Brother Number One

"exquisitely restrained"Peter Calder, Herald

"haunting, hopeful"Bill Gosden, NZIFF

Blog

  • Nominated for the Human Rights Defender Award

    Annie and Rob have been nominated for the Human Rights Defender Award being presented on the 12th May 2012 in Auckland. We know everyone nominated is thoroughly deserving so it is an honour to be in their company.

  • Thanks for having us London

    Thanks to John Biaggi and Andrea Holley and all the HRW team - great festival!

    We had a fantastic premiere screening at the Curzon in Soho with a big audience of 150+. Quite a lot of ex-pats by the sound of the Q and A. They've also made some lovely posters for each of the films that form a little exhibition at the Curzon.

    The Curzon

    We sold out at The Ritzy for the last screening. It was great to have Alain Werner, one of the lawyers in the film, able to attend this screening and update us all on the case.
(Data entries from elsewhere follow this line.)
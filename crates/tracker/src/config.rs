use model::vehicle::Vehicle;
use tokio::time::Duration;
use utility::id::Id;

/// Tuning of the motion classifier and the stop-event coordinator.
#[derive(Debug, Clone)]
pub struct TrackerConfig {
    /// Smoothed deviation of the acceleration magnitude from gravity, in m/s²,
    /// above which the device counts as moving.
    pub acceleration_threshold: f64,
    /// Smoothed GPS speed, in m/s, above which the device counts as moving.
    pub speed_threshold: f64,
    /// Number of samples in each trailing average.
    pub buffer_size: usize,
    /// How long the readings must stay below the thresholds before the state
    /// flips to stopped.
    pub stop_delay: Duration,
    /// How long the readings must stay above a threshold before the state flips
    /// to moving.
    pub move_delay: Duration,
    /// Period of the live duration refresh while a stop event is open.
    pub refresh_period: Duration,
    /// Vehicle attached to automatically opened stop events.
    pub vehicle_id: Option<Id<Vehicle>>,
}

impl Default for TrackerConfig {
    fn default() -> Self {
        Self {
            acceleration_threshold: 0.5,
            speed_threshold: 1.5,
            buffer_size: 10,
            stop_delay: Duration::from_secs(10),
            move_delay: Duration::from_secs(5),
            refresh_period: Duration::from_secs(60),
            vehicle_id: None,
        }
    }
}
Here's the before, during and after:

    The Ritzy

    Lovely for me to meet other filmmakers and I'm staying in a lovely hotel right in historic Kensington, on a 4th floor which once must have been a maid's room.

    Annie's Hotel

  • Exhibition: A reporter’s dangerous guided tour through Democratic Kampuchea

    Elizabeth Becker was one of only two Western journalists allowed to visit Cambodia under the Khmer Rouge. In 2011 she donated digital copies of the color photographs and recorded interviews she made on the rare 1978 reporting trip to Cambodia under the Khmer Rouge to the Bophana Center in Phnom Penh.

    Last month the Bophana Centre held an Exhibition of her work which she attended:

    The open-air gallery was packed. Cambodians lingered over the photographs of the empty city of Phnom Penh under the Khmer Rouge, of Pol Pot and other leaders, of rural scenes, of an empty Angkor Wat and of soldiers preparing for battle on the eastern front. They pulled on headphones to hear the voices of Pol Pot, Ieng Sary and Ieng Thirith on my recorded interviews.

    Surprisingly, I saw Cambodians taking each other’s photographs in front of my large portrait of Pol Pot.  When I asked one young woman why, she answered that she had never seen a photograph of Pol Pot before and that some of the young people questioned whether he existed. I couldn’t have been happier to see my thirty year old photographs and recordings boost interest in discovering the history of that unspeakable time.

    - Excerpt from Elizabeth's guest blog on New Mandala

  • 2012: Director's Update

    Brother Number One is now fully entrenched in the festival circuit – Rob and I made it to Melbourne, and the to IDFA in Amsterdam of course, and then before the jetlag was even over, off he went to Biarritz to FIPA, which required us (at pretty short notice) to produce a French subtitled version as it was in competition. I wrestled with Google Translate and my schoolgirl French until the wonderful Deborah Walker, translator extraordinaire, rescued me. In the meantime, Chakara is doing a Khmer version, which looks beautiful with such graphic text.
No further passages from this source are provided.